The class will be taught
in French or English, depending on attendance (all slides and class
notes are in English).
Dates | Sujets du cours | Notes de cours de l'annee 2015/2016 |
Jeudi 24/01 de 14h à 17h | Introduction au
probleme generique d'apprentissage Classes de fonctions (convexes, lisses, fortement convexes) Analyse statistique par complexite de Rademacher |
lecture1.pdf |
Jeudi 31/01 de 14h à
17h |
Analyse des algorithmes deterministes d'optimisation (descente de gradient, Newton, etc.) | lecture2.pdf |
Jeudi 14/02 de 14h à
17h |
Approximation stochastique pour problemes convexes non-lisses | lecture4.pdf |
Jeudi 28/02
de 14h à
17h |
Approximation stochastique classique (analyse asymptotique) | lecture3.pdf |
Jeudi
14/03 de 14h à
17h |
Approximation stochastique pour problemes convexes
lisses |
|
Jeudi
21/03 de 14h à
17h |
Minimisation de sommes finies | |
Jeudi 04/04 de 14h à 17h | Examen ecrit |
Homework 1
(Batch algorithms), due Thursday 14/02 |
The file data_orsay_2017.mat
(matlab format, readable from Matlab and Python) contains training
data and testing data for a binary classification problem with
d=100, n=10 000 training observations, and n=100 000 testing
observations. For the two loss functions (square, logistic), and two
numbers of training observations (10 000 and 1000), plot training
and testing errors (on the same plot) as a function of the number of
iterations of gradient descent with constant step-size.

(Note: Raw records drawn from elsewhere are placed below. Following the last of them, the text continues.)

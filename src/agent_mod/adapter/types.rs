// src/agent_mod/adapter/types.rs
//! 基础类型定义

use serde::{Deserialize, Serialize};

/// 就绪检测结果
///
/// 目前只有一个布尔值，后续可以扩展更细的状态（例如等待权限确认）。
#[derive(Debug, Clone, Copy, Default, PartialEq, Eq, Serialize, Deserialize)]
pub struct AgentStatus {
    /// agent 是否在等待用户输入
    pub is_ready: bool,
}

impl AgentStatus {
    pub fn busy() -> Self {
        Self { is_ready: false }
    }
}

impl From<bool> for AgentStatus {
    fn from(is_ready: bool) -> Self {
        Self { is_ready }
    }
}
//! Pane supervisor - 进程退出后重启 pane，连续失败时终止 session

use crate::agent::AgentAdapter;
use crate::infra::{PaneRole, TerminalBackend};
use crate::watcher::signal::{join_with_timeout, StopSignal};
use anyhow::{Context, Result};
use std::path::PathBuf;
use std::sync::{Arc, Mutex};
use std::thread::{self, JoinHandle};
use std::time::Duration;
use tracing::{debug, error, info, warn};

/// 单个 pane 连续重启失败的上限
pub const MAX_RELAUNCH_FAILURES: u32 = 3;

const DEFAULT_TICK: Duration = Duration::from_secs(1);

/// 重启后等待进程起来再复查的时间
const DEFAULT_SETTLE: Duration = Duration::from_millis(500);

const STOP_TIMEOUT: Duration = Duration::from_secs(2);

/// 致命错误时调用，参数为退出码
pub type FatalHandler = Arc<dyn Fn(i32) + Send + Sync>;

/// 重启 agent 所需的命令
#[derive(Debug, Clone, PartialEq, Eq)]
pub struct AgentLaunch {
    pub command: String,
    pub args: Vec<String>,
    pub working_dir: Option<PathBuf>,
}

impl AgentLaunch {
    pub fn from_adapter(adapter: &dyn AgentAdapter) -> Self {
        let (command, args) = adapter.get_launch_command();
        Self {
            command,
            args,
            working_dir: Some(adapter.working_directory()),
        }
    }
}

/// 一轮检查的结论
#[derive(Debug, Clone, Copy, PartialEq, Eq)]
pub enum SupervisorVerdict {
    Healthy,
    Fatal { pane: PaneRole, failures: u32 },
}

/// 单轮检查逻辑，不含线程，便于直接测试
pub struct PaneWatchdog {
    backend: Arc<dyn TerminalBackend>,
    agent: AgentLaunch,
    settle: Duration,
    agent_failures: u32,
    game_failures: u32,
}

impl PaneWatchdog {
    pub fn new(backend: Arc<dyn TerminalBackend>, agent: AgentLaunch) -> Self {
        Self {
            backend,
            agent,
            settle: DEFAULT_SETTLE,
            agent_failures: 0,
            game_failures: 0,
        }
    }

    pub fn with_settle(mut self, settle: Duration) -> Self {
        self.settle = settle;
        self
    }

    /// 当前连续失败次数
    pub fn failures(&self, pane: PaneRole) -> u32 {
        match pane {
            PaneRole::Agent => self.agent_failures,
            PaneRole::Game => self.game_failures,
        }
    }

    fn failures_mut(&mut self, pane: PaneRole) -> &mut u32 {
        match pane {
            PaneRole::Agent => &mut self.agent_failures,
            PaneRole::Game => &mut self.game_failures,
        }
    }

    /// 检查两个 pane，必要时重启
    pub fn check_once(&mut self) -> SupervisorVerdict {
        for pane in [PaneRole::Agent, PaneRole::Game] {
            let dead = match self.backend.is_pane_dead(pane) {
                Ok(dead) => dead,
                Err(e) => {
                    warn!(%pane, error = %e, "Could not query pane state");
                    continue;
                }
            };

            if !dead {
                *self.failures_mut(pane) = 0;
                continue;
            }

            info!(%pane, "Pane process exited, relaunching");
            match self.relaunch(pane) {
                Ok(()) => {
                    debug!(%pane, "Pane relaunched");
                    *self.failures_mut(pane) = 0;
                }
                Err(e) => {
                    let failures = self.failures_mut(pane);
                    *failures += 1;
                    let failures = *failures;
                    warn!(%pane, failures, error = %format!("{:#}", e), "Pane relaunch failed");
                    if failures >= MAX_RELAUNCH_FAILURES {
                        return SupervisorVerdict::Fatal { pane, failures };
                    }
                }
            }
        }
        SupervisorVerdict::Healthy
    }

    fn relaunch(&self, pane: PaneRole) -> Result<()> {
        match pane {
            PaneRole::Agent => self.backend.launch_ai_agent(
                &self.agent.command,
                &self.agent.args,
                self.agent.working_dir.as_deref(),
            )?,
            PaneRole::Game => self.backend.launch_game_runner()?,
        }

        if !self.settle.is_zero() {
            thread::sleep(self.settle);
        }
        if self.backend.is_pane_dead(pane).context("重启后无法查询 pane 状态")? {
            anyhow::bail!("{} pane 重启后立即退出", pane);
        }
        Ok(())
    }
}

/// 后台守护循环
pub struct PaneSupervisor {
    backend: Arc<dyn TerminalBackend>,
    agent: AgentLaunch,
    tick: Duration,
    settle: Duration,
    fatal: FatalHandler,
    stop: Mutex<StopSignal>,
    worker: Mutex<Option<JoinHandle<()>>>,
}

impl PaneSupervisor {
    pub fn new(backend: Arc<dyn TerminalBackend>, agent: AgentLaunch) -> Self {
        Self {
            backend,
            agent,
            tick: DEFAULT_TICK,
            settle: DEFAULT_SETTLE,
            fatal: Arc::new(exit_process),
            stop: Mutex::new(StopSignal::new()),
            worker: Mutex::new(None),
        }
    }

    pub fn with_tick(mut self, tick: Duration) -> Self {
        self.tick = tick;
        self
    }

    pub fn with_settle(mut self, settle: Duration) -> Self {
        self.settle = settle;
        self
    }

    /// 替换致命错误处理（默认直接退出进程）
    pub fn with_fatal_handler<F>(mut self, handler: F) -> Self
    where
        F: Fn(i32) + Send + Sync + 'static,
    {
        self.fatal = Arc::new(handler);
        self
    }

    pub fn with_stop_signal(self, stop: StopSignal) -> Self {
        *self.stop.lock().unwrap_or_else(|e| e.into_inner()) = stop;
        self
    }

    /// 启动守护线程，每次启动失败计数从零开始
    pub fn start(&self) -> Result<()> {
        let mut worker = self.worker.lock().unwrap_or_else(|e| e.into_inner());
        if worker.as_ref().is_some_and(|handle| !handle.is_finished()) {
            return Ok(());
        }

        let stop = {
            let mut stop = self.stop.lock().unwrap_or_else(|e| e.into_inner());
            if stop.is_triggered() {
                *stop = StopSignal::new();
            }
            stop.clone()
        };

        let watchdog =
            PaneWatchdog::new(Arc::clone(&self.backend), self.agent.clone()).with_settle(self.settle);
        let backend = Arc::clone(&self.backend);
        let fatal = Arc::clone(&self.fatal);
        let tick = self.tick;

        let handle = thread::Builder::new()
            .name("pane-supervisor".to_string())
            .spawn(move || supervise(watchdog, backend.as_ref(), fatal, tick, &stop))
            .context("无法启动 pane supervisor 线程")?;
        *worker = Some(handle);
        Ok(())
    }

    pub fn stop(&self) {
        self.stop.lock().unwrap_or_else(|e| e.into_inner()).trigger();

        let handle = self.worker.lock().unwrap_or_else(|e| e.into_inner()).take();
        if let Some(handle) = handle {
            if !join_with_timeout(handle, STOP_TIMEOUT) {
                warn!("Pane supervisor did not exit in time, detaching");
            }
        }
    }

    pub fn is_running(&self) -> bool {
        self.worker
            .lock()
            .unwrap_or_else(|e| e.into_inner())
            .as_ref()
            .is_some_and(|handle| !handle.is_finished())
    }
}

impl Drop for PaneSupervisor {
    fn drop(&mut self) {
        self.stop();
    }
}

fn exit_process(code: i32) {
    std::process::exit(code)
}

fn supervise(
    mut watchdog: PaneWatchdog,
    backend: &dyn TerminalBackend,
    fatal: FatalHandler,
    tick: Duration,
    stop: &StopSignal,
) {
    info!(tick_ms = tick.as_millis() as u64, "Pane supervisor started");

    while !stop.is_triggered() {
        if let SupervisorVerdict::Fatal { pane, failures } = watchdog.check_once() {
            error!(%pane, failures, "Pane keeps failing to restart, shutting down session");
            if let Err(e) = backend.kill_session() {
                warn!(error = %e, "Could not kill session");
            }
            eprintln!(
                "agent-arcade: {} pane failed to restart {} times in a row, session closed",
                pane, failures
            );
            fatal(1);
            break;
        }
        if stop.wait_timeout(tick) {
            break;
        }
    }

    info!("Pane supervisor stopped");
}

This makes a total of 4 plots (2 loss functions x 2 numbers of observartions), to be put in a single pdf file, with two sentences (max) of comments for each plot. |
Homework
2 (Nonsmooth stochastic algorithms), due Thursday
14/03 |
With the same data, and the full training data (10 000
observations), we consider logistic regression, and three plots for
stochastic gradient descent, all with 20 passes over the data. For
all 4 plots, compare averaged testing logistic losses (as a function
of the number of iterations). Advice: only compute testing losses
every 100 iterations. (a) No averaging vs. averaging: compare averaged SGD and plain SGD with step-sizes decreasing as 1/sqrt(n). Single plot + one sentence comment. (b) Strongly-convex vs. convex (averaged SGD): consider adding mu/2 times the squared norm to the objective (do not forget to add it to the gradient and the testing objective as well). Compare the step size in 1/(mu n) and the step size in 1/sqrt(n). For mu = 1e-1 and 1e-5. Two plots overall + two sentences of comments. (c) cycling vs. sampling with replacement: compare running SGD with multiple passes on the training data, comparing cycling with sampling with replacement. Single plot + one sentence comment. |
Homework
3 (Smooth stochastic
algorithms+finite
data sets), due
Thursday 04/04 |
We consider the same data, for logistic regression and
least-squares regression with regularization by mu times the squared
Euclidean norm (with mu=1e-1 and mu=1e-5). Compare
constant-step-size stochastic gradient (sampling with replacement
with 50 passes) and SAG. This makes overall: 2 (two lossess) x 2 (two mus) x 2 (two algorithms) = 8 plots |